/ 20 June 2005

Spinning a funky groove

A new musical underground is emerging in Cape Town, which has its roots in the Cape predilection for jazz, yet has its feet firmly planted on the dancefloor. It’s a scene which contrasts strongly with the popular, profit-driven raves, its most defining feature being its disparate audence, encompassing old jollers and babes with silver minis and tiny haversacks.

In the absence of live bands, at present the acid-jazz scene is limited to DJs spinning an infectious, funky groove — a warm, brassy sound which welcomes musos back into music. The label “acid jazz” is a loose one, and its characteristics are as various as the people who support it.
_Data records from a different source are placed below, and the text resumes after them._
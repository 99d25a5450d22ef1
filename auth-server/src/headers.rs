use axum::http::HeaderValue;
use http::header::{CACHE_CONTROL, EXPIRES, PRAGMA};

/// Cache-Control directives
#[derive(Debug, Clone, Default)]
pub struct CacheControl {
    pub no_cache: bool,
    pub no_store: bool,
    pub private: bool,
}

impl CacheControl {
    pub fn new() -> Self {
        Self::default()
    }

    /// Set no-cache directive
    pub fn no_cache(mut self) -> Self {
        self.no_cache = true;
        self
    }

    /// Set no-store directive
    pub fn no_store(mut self) -> Self {
        self.no_store = true;
        self
    }

    /// Set private directive
    pub fn private(mut self) -> Self {
        self.private = true;
        self
    }

    /// Convert to HeaderValue
    pub fn to_header_value(&self) -> HeaderValue {
        let mut parts = Vec::new();

        if self.no_store {
            parts.push("no-store");
        }
        if self.no_cache {
            parts.push("no-cache");
        }
        if self.private {
            parts.push("private");
        }

        HeaderValue::from_str(&parts.join(", ")).unwrap_or(HeaderValue::from_static(""))
    }
}

/// Helper struct for setting cache-related headers
#[derive(Debug, Clone, Default)]
pub struct CacheHeaders {
    cache_control: CacheControl,
}

impl CacheHeaders {
    pub fn new() -> Self {
        Self::default()
    }

    /// Set cache control directives
    pub fn cache_control(mut self, cache_control: CacheControl) -> Self {
        self.cache_control = cache_control;
        self
    }

    /// Apply headers to a response
    pub fn apply<B>(&self, response: &mut axum::response::Response<B>) {
        let headers = response.headers_mut();

        headers.insert(CACHE_CONTROL, self.cache_control.to_header_value());

        // HTTP/1.0 caches only understand Pragma
        if self.cache_control.no_store || self.cache_control.no_cache {
            headers.insert(PRAGMA, HeaderValue::from_static("no-cache"));
            headers.insert(EXPIRES, HeaderValue::from_static("0"));
        }
    }
}

/// Common cache control presets
pub mod presets {
    use super::*;

    /// Responses carrying credentials (RFC 6749 Section 5.1)
    pub fn no_store() -> CacheHeaders {
        CacheHeaders::new().cache_control(CacheControl::new().no_store())
    }

    /// Per-user responses that must be revalidated on every use
    pub fn private_no_cache() -> CacheHeaders {
        CacheHeaders::new().cache_control(CacheControl::new().private().no_cache())
    }
}
//! Bearer token issuance, lookup and revocation

use super::ServiceError;
use crate::models::{AuthClient, DeveloperToken, OAuthToken, Token};
use crate::store::{Store, StoreBackend};
use async_trait::async_trait;
use base64::{engine::general_purpose::URL_SAFE_NO_PAD, Engine as _};
use chrono::Utc;
use log::debug;
use rand::RngCore;
use sha2::{Digest, Sha256};
use std::time::Duration;

/// Prefix of access tokens issued through the OAuth flow
pub const OAUTH_TOKEN_PREFIX: &str = "5768-";
/// Prefix of developer tokens
pub const DEVELOPER_TOKEN_PREFIX: &str = "6879-";

/// Read access to bearer tokens
#[async_trait]
pub trait TokenService: Send + Sync {
    /// Whether `token` exists and has not expired
    async fn validate(&self, token: &str) -> Result<bool, ServiceError>;

    /// The token record for `token`, expired or not
    async fn fetch(&self, token: &str) -> Result<Option<Token>, ServiceError>;
}

/// Token service backed by the code/token store.
///
/// Records are stored under a SHA-256 digest of the token value keyed with
/// the configured secret, so the store never holds usable credentials as keys.
#[derive(Clone)]
pub struct AuthTokenService {
    store: Store,
    secret: String,
}

impl AuthTokenService {
    pub fn new(store: Store, secret: impl Into<String>) -> Self {
        Self {
            store,
            secret: secret.into(),
        }
    }

    fn storage_key(&self, value: &str) -> String {
        let mut hasher = Sha256::new();
        hasher.update(self.secret.as_bytes());
        hasher.update(b":");
        hasher.update(value.as_bytes());
        format!("token:{:x}", hasher.finalize())
    }

    /// Issue an access token for `userid` acting through `authclient`
    pub async fn create_oauth_token(
        &self,
        userid: &str,
        authclient: &AuthClient,
        ttl_secs: u64,
    ) -> Result<OAuthToken, ServiceError> {
        let lifetime = i64::try_from(ttl_secs)
            .ok()
            .and_then(chrono::Duration::try_seconds)
            .ok_or(ServiceError::InvalidLifetime(ttl_secs))?;
        let created = Utc::now();
        let token = OAuthToken {
            value: generate_token_value(OAUTH_TOKEN_PREFIX),
            userid: userid.to_string(),
            authclient: authclient.clone(),
            created,
            expires: created + lifetime,
        };

        self.store
            .set(
                &self.storage_key(&token.value),
                &Token::OAuth(token.clone()),
                Some(Duration::from_secs(ttl_secs)),
            )
            .await?;

        debug!(
            "Issued OAuth token for user '{}' via client '{}', expires in {}s",
            userid, authclient.id, ttl_secs
        );
        Ok(token)
    }

    /// Issue a developer token for `userid`; it never expires
    pub async fn create_developer_token(&self, userid: &str) -> Result<DeveloperToken, ServiceError> {
        let token = DeveloperToken {
            value: generate_token_value(DEVELOPER_TOKEN_PREFIX),
            userid: userid.to_string(),
            created: Utc::now(),
        };

        self.store
            .set(
                &self.storage_key(&token.value),
                &Token::Developer(token.clone()),
                None,
            )
            .await?;

        debug!("Issued developer token for user '{}'", userid);
        Ok(token)
    }

    /// Remove a token. Returns whether a token was actually removed.
    pub async fn revoke(&self, value: &str) -> Result<bool, ServiceError> {
        let removed: Option<Token> = self.store.take(&self.storage_key(value)).await?;
        if let Some(token) = &removed {
            debug!("Revoked token of user '{}'", token.userid());
        }
        Ok(removed.is_some())
    }
}

#[async_trait]
impl TokenService for AuthTokenService {
    async fn validate(&self, token: &str) -> Result<bool, ServiceError> {
        Ok(self
            .fetch(token)
            .await?
            .is_some_and(|record| !record.expired()))
    }

    async fn fetch(&self, token: &str) -> Result<Option<Token>, ServiceError> {
        Ok(self.store.get::<Token>(&self.storage_key(token)).await?)
    }
}

/// 32 random bytes, URL-safe base64 without padding, behind `prefix`
pub(crate) fn generate_token_value(prefix: &str) -> String {
    let mut bytes = [0u8; 32];
    rand::thread_rng().fill_bytes(&mut bytes);
    format!("{prefix}{}", URL_SAFE_NO_PAD.encode(bytes))
}
//! Capabilities the OAuth controllers depend on.
//!
//! Each capability is a trait so that handlers only ever see
//! `Arc<dyn Trait>`; the default implementations here are wired up in
//! [`crate::state::AppState::new`] and tests swap in their own.

pub mod client;
pub mod oauth_provider;
pub mod session;
pub mod token;
pub mod user;

use crate::store::StoreError;
use thiserror::Error;

pub use client::{ClientService, InMemoryClientService};
pub use oauth_provider::{
    Credentials, OAuthProvider, OAuthProviderService, ProtocolError, ProviderResponse,
};
pub use session::{HeaderSessionPolicy, SessionPolicy};
pub use token::{AuthTokenService, TokenService};
pub use user::{InMemoryUserService, UserService};

/// Failure inside an injected service, never caused by the caller's input
#[derive(Debug, Error)]
pub enum ServiceError {
    #[error("Storage error: {0}")]
    Store(#[from] StoreError),
    #[error("Token lifetime of {0}s is out of range")]
    InvalidLifetime(u64),
}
There is no clearly identifiable “look” or age group, as is found among techno-heads or metal/grunge-heads. It’s more sophisticated than trendy; more retro than techno; more friendly than hard; it’s in the hips, not in the head.

The history of acid-jazz appreciation in Cape Town can be traced back to the 1980s and The Base, where DJs played a deep, stoned, sparse dub sound, similar to that of current acts such as Tricky and Portishead and the emerging trip-hop derivative. Brownes, in Waterkant Street, revived the scene in 1991, playing orthodox acid jazz, but its credibility dwindled when the DJs started to concentrate on more house-oriented music. Now Brownes just plays repetitive disco, DJs cutting one similar beat into the next; acid jazz, on the other hand, is a musical event, with a sense of drama arising out of the interplay of instrumental solos.

DJ duo Nick Birkby and Trevor Mitchell (see picture below), apprehensive at first about the precedent that had been set by Brownes, decided towards the end of last year to revive a dying scene at The Lounge in Long Street, frequented by alternative professionals and suckers for hip. The Lounge had had a history of occasional funk parties, and even guest appearances by DJs from New York’s Giant Step productions. On this basis, Birkby and Mitchell thought the crowd would be receptive. “We paid great attention to sound quality, hired good equipment and sub-bass speakers, and, with our combined concentration level, we hit them like fiends.”

The duo’s aim is to concentrate on itinerant parties in small, personalised venues, and in the process redeem the reputation and electric atmosphere of real acid jazz. This is what underlies their repertoire of high-octane funk and acid jazz: “It’s a complicated, shifting drum beat, combined with the horn ensembles of 1970s funk, and it makes an excitement, a lively swing. It’s jazz in the present tense — a white heat.”

But acid jazz, it seems, means different things to different people. For DJ D-Cepshun (real name Dino Maranduzzo), it can be too exclusive for comfort — “You don’t get paid to do decent slots; you have to play on the similarities between the genres to make a living” — so he finds himself guesting at techno raves. He calls his brand of acid jazz “new-age dance” or “sunshine” music, revealing his identification with the hippie ideals of the European festival crowd.

DJ Comrade, currently guesting at the Thursday night acid-jazz slot at Gel, emphasises the musical quality of the genre and its intellectually challenging aspects.

While it boils down to being funky, acid jazz draws on many influences. These are exploited by Birkby and Mitchell, who mix old tracks — “Latin, old disco, film scores, car-chase music” — in with the new. This eclecticism is increasingly becoming a feature of the genre, representing the influence of sampling technology.

The catch-phrase here is trip-hop, connected to acid jazz via the hip-hop break-beat. Trip-hop isolates this beat and makes it dominant; it also cuts back on the vocals and introduces more samples. Birkby and Mitchell almost always DJ on turntables because trip-hop can be too slow to dance to, and needs speeding up. Besides, on trip-hop samples you can hear the LP scratches.

“Trip-hop embraces the LP as a source of moods — a retro homage to the medium of vinyl,” says Birkby. “The point is not whether it is sampled — it’s how artistically it’s done. Sampling is creative lifting, becoming an art form in itself.”

Mitchell and Birkby publish an acid-jazz/trip-hop fanzine, Funky Dory.